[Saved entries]
────────
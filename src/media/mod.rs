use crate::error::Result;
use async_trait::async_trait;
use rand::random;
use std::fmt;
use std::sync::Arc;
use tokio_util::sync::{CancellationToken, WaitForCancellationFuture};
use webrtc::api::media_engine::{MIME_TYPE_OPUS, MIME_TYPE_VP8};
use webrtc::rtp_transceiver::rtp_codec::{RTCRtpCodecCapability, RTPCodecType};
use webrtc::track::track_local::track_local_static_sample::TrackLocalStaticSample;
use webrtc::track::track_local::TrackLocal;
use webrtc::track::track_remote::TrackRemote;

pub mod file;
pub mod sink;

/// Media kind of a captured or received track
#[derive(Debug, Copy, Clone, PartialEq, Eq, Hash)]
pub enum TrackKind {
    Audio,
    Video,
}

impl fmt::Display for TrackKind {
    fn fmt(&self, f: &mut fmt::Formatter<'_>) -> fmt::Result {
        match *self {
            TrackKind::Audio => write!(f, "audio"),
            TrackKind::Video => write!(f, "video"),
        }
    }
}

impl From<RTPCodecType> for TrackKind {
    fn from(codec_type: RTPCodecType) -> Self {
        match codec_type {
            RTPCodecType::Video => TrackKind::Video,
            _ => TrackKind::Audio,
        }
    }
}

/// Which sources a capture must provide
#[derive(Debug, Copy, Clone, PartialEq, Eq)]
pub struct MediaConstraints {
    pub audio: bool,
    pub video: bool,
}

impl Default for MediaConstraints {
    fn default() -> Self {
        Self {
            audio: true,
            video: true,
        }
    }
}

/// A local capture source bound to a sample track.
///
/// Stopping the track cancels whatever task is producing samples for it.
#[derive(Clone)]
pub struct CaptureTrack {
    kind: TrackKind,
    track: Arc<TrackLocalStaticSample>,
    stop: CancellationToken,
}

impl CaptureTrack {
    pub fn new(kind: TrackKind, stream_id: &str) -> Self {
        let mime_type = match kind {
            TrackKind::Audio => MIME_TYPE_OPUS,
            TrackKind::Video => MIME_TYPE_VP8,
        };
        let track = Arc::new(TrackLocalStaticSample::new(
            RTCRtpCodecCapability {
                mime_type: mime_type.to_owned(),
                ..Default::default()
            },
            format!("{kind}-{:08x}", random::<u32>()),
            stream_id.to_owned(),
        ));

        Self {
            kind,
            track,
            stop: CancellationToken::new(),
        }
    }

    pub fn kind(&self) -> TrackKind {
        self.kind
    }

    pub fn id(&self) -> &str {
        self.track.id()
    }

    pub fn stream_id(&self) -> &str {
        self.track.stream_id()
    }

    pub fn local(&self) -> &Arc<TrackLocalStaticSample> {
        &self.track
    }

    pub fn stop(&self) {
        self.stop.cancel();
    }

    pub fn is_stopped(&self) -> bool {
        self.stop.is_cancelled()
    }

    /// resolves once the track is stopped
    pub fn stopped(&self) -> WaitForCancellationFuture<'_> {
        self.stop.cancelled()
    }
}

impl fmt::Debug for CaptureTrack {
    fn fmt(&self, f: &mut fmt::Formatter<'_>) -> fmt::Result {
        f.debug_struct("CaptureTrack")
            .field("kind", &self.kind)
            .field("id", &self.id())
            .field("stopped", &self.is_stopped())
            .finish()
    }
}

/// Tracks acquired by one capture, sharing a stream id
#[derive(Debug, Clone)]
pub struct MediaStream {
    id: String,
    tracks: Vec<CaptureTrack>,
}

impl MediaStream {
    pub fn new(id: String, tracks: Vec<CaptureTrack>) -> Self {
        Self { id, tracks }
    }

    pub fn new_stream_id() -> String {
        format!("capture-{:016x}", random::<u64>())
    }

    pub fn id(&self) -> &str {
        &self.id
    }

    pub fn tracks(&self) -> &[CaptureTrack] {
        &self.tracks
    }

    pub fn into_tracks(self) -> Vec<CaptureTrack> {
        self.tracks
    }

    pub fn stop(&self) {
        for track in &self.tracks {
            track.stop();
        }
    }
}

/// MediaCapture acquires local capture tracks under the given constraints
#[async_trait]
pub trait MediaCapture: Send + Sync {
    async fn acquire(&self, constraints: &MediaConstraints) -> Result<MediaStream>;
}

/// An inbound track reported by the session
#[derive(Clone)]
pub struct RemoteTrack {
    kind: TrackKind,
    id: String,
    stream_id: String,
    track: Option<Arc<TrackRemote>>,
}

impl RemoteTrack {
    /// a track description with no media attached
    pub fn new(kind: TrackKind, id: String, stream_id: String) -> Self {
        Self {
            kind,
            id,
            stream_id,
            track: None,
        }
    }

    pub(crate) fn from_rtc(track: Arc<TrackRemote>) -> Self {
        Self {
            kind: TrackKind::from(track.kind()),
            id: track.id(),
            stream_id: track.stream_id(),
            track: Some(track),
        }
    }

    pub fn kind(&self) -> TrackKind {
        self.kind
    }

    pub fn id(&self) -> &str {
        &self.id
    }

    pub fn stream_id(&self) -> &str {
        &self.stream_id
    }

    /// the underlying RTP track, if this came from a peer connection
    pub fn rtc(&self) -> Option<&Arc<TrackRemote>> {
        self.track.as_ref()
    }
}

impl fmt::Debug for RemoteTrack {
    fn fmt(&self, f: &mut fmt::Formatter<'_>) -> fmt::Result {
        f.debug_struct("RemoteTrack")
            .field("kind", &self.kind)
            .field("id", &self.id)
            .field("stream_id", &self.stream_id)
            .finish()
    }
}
────────
EXERCISE GOAL
Could you return the lines in the entries above that contain "String"?

TASK OUTPUT
    id: String,
    pub fn new(id: String, tracks: Vec<CaptureTrack>) -> Self {
    pub fn new_stream_id() -> String {
    id: String,
    stream_id: String,
    pub fn new(kind: TrackKind, id: String, stream_id: String) -> Self {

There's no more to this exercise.